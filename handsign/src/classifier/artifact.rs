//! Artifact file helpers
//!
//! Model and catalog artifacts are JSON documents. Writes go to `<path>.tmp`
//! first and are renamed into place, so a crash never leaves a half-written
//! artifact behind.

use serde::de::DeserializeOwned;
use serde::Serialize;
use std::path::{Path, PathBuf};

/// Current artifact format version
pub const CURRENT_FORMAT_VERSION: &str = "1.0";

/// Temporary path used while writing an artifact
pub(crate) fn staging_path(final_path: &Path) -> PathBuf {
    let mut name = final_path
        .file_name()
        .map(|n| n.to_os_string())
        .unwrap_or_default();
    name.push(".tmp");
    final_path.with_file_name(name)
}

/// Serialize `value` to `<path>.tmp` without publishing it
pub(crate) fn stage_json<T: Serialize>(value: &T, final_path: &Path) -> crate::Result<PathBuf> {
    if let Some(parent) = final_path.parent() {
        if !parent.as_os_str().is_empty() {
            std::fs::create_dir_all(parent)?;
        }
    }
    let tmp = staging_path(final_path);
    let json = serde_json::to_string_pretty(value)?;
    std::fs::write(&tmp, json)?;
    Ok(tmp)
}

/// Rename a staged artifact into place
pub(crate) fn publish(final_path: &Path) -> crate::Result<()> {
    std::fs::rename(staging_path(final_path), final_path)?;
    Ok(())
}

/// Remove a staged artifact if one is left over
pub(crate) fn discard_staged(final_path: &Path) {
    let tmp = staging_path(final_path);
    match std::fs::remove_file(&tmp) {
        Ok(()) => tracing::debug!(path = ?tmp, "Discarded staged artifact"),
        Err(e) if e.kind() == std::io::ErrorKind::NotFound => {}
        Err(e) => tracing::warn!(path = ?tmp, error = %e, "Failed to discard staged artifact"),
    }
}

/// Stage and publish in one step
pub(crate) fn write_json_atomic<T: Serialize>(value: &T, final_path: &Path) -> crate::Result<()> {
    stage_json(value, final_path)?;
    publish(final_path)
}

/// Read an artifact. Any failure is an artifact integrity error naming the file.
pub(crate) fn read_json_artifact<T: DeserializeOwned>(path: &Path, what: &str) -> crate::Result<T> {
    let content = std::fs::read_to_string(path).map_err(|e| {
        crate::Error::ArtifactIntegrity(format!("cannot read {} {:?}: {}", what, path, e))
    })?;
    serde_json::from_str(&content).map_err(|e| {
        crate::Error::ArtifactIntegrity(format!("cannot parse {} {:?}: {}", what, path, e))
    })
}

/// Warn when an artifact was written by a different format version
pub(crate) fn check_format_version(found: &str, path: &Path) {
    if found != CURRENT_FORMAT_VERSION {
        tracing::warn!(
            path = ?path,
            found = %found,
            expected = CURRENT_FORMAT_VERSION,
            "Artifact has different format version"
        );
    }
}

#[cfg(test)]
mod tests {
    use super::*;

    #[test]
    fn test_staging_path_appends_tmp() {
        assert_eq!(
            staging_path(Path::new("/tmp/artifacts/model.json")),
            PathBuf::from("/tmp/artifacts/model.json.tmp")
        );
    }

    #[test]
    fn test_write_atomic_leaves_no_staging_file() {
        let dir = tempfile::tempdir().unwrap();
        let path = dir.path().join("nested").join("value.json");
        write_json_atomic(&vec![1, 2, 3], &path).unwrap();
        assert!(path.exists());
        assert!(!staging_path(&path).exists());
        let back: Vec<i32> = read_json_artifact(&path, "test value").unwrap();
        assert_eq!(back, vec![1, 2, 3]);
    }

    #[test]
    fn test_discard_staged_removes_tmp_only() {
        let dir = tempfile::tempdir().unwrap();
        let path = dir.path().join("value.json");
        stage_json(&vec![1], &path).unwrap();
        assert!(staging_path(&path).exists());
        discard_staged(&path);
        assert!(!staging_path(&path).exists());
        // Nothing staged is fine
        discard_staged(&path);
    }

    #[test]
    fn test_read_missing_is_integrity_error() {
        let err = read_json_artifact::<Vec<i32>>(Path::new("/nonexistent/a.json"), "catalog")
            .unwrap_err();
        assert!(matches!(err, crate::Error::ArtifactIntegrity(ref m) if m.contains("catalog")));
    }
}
* * * *
Exercise goal:
Each line above from the one with "if let Some(parent)" up to and including the one with "artifact into place" must be set down exactly, and no line outside that span may appear.

Answer to the problem:
    if let Some(parent) = final_path.parent() {
        if !parent.as_os_str().is_empty() {
            std::fs::create_dir_all(parent)?;
        }
    }
    let tmp = staging_path(final_path);
    let json = serde_json::to_string_pretty(value)?;
    std::fs::write(&tmp, json)?;
    Ok(tmp)
}

/// Rename a staged artifact into place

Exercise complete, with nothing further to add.